=== AIM OF THE EXERCISE ===
Show all lines from the material that carry the word "Debug".

-*-*-

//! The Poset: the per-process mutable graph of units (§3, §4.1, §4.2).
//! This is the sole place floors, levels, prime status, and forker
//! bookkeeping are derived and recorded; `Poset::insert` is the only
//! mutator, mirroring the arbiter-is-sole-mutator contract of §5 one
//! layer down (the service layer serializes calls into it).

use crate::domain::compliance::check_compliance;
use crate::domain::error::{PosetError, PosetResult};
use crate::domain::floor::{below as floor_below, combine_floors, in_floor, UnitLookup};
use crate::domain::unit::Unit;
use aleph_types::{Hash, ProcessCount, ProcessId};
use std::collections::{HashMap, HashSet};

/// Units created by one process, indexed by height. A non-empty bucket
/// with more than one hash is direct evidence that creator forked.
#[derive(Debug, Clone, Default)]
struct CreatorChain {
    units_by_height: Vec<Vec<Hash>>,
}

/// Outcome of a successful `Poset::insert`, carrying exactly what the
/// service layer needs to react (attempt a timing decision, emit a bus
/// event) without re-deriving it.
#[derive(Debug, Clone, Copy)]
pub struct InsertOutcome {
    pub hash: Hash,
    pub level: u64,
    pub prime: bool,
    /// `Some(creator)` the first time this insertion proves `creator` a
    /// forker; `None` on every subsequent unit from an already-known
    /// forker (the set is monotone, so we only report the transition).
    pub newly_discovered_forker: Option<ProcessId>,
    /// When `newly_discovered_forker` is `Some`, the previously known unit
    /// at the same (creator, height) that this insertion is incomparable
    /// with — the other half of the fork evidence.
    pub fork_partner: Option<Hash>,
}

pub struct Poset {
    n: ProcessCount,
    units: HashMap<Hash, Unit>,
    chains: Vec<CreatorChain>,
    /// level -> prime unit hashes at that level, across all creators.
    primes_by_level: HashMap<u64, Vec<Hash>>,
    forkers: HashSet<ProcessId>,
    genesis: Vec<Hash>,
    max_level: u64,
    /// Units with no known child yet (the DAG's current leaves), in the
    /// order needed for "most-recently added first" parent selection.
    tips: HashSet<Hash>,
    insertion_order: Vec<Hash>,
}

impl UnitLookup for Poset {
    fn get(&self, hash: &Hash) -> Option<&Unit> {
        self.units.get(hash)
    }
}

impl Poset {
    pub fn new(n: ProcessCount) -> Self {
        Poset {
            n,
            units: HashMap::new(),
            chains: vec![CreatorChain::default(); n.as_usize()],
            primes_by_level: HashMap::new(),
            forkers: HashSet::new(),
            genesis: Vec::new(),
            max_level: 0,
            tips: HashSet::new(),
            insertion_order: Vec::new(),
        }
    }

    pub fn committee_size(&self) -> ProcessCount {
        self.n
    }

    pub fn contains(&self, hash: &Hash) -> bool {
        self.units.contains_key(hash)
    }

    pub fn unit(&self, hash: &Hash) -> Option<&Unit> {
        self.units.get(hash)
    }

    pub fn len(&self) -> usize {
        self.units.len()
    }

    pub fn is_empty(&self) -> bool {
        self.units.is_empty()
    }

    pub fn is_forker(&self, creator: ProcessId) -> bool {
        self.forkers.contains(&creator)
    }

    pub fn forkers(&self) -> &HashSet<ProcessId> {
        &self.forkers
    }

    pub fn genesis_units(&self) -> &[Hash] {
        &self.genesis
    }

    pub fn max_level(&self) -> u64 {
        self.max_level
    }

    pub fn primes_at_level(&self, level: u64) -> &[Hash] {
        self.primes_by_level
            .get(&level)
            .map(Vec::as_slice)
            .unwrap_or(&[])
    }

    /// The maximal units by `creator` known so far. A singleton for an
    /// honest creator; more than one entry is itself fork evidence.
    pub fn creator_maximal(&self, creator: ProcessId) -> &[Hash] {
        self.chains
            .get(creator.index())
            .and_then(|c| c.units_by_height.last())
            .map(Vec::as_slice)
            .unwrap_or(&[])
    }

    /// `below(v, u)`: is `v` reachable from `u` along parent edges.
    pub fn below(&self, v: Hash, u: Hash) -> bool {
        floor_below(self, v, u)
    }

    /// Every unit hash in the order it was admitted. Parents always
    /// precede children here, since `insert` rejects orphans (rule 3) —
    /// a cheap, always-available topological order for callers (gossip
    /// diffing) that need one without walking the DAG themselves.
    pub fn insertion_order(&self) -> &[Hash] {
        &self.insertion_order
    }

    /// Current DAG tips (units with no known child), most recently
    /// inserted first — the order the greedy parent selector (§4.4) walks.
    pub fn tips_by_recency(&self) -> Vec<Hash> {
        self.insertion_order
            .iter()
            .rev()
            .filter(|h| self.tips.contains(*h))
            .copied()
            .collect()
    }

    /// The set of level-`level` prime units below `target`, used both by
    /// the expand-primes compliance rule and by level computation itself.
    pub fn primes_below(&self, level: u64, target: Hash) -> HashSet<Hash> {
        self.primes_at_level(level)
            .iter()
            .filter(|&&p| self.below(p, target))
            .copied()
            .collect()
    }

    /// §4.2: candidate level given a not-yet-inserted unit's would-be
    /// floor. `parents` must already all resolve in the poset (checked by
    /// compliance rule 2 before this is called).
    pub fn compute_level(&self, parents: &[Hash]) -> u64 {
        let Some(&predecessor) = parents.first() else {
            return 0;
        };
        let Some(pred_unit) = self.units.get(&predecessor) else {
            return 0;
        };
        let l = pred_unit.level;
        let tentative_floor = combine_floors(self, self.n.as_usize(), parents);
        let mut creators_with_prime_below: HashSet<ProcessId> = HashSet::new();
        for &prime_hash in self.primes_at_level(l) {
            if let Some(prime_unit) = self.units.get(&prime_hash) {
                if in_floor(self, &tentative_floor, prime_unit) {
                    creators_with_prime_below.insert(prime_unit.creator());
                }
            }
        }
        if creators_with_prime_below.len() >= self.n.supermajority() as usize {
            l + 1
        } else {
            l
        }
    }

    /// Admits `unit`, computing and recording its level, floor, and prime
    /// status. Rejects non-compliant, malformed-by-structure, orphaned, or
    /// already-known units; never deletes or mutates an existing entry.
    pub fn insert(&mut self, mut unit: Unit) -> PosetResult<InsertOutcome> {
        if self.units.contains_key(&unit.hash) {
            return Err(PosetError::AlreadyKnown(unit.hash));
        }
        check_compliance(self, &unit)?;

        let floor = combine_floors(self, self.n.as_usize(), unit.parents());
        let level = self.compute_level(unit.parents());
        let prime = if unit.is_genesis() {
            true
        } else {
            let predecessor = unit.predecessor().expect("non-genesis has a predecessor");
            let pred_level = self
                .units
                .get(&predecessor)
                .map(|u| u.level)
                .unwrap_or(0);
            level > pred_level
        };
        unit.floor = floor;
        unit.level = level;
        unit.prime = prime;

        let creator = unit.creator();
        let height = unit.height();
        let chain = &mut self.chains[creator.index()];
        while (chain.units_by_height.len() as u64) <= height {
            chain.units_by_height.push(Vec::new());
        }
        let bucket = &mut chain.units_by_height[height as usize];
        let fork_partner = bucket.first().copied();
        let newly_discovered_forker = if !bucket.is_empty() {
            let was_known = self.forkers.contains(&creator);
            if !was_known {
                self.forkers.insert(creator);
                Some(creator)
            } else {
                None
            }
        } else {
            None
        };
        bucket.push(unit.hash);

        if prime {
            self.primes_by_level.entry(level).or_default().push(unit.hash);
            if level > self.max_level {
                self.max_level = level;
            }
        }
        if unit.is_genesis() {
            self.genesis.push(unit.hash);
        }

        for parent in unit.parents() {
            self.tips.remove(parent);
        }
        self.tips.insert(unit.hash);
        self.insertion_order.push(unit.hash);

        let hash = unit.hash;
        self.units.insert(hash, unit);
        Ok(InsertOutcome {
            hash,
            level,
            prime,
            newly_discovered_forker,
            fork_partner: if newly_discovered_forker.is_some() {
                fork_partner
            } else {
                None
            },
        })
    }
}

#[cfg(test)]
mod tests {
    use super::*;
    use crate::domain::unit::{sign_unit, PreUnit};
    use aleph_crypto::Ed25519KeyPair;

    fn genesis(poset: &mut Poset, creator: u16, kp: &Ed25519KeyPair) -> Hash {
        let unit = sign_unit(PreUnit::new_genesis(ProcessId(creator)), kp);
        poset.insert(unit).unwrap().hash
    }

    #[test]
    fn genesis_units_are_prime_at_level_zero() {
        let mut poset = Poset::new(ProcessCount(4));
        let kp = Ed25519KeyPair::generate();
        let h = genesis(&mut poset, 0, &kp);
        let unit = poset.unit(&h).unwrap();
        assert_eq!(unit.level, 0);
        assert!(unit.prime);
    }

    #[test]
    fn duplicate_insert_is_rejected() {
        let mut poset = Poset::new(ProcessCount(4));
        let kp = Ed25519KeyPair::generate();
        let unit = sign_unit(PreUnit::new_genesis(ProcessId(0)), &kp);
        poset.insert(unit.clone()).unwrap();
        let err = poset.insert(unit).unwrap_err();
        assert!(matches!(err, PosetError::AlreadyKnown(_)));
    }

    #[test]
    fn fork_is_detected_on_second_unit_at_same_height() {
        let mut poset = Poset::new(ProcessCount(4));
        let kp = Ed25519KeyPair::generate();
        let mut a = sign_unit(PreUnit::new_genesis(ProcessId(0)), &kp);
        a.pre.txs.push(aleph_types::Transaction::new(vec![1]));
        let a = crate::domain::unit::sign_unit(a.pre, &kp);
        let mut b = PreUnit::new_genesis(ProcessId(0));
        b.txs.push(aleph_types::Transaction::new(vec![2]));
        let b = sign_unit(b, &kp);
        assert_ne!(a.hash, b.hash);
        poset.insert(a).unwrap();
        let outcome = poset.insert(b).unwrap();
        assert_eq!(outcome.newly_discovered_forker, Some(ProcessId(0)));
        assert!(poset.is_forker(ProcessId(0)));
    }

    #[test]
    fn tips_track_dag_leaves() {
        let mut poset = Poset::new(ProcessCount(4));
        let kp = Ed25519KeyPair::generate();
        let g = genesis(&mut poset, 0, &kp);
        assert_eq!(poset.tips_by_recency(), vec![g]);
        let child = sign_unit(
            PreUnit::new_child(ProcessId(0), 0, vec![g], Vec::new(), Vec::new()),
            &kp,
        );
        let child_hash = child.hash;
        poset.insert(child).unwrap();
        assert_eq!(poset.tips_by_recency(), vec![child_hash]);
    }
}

-*-*-

=== RESULT ===
#[derive(Debug, Clone, Default)]
#[derive(Debug, Clone, Copy)]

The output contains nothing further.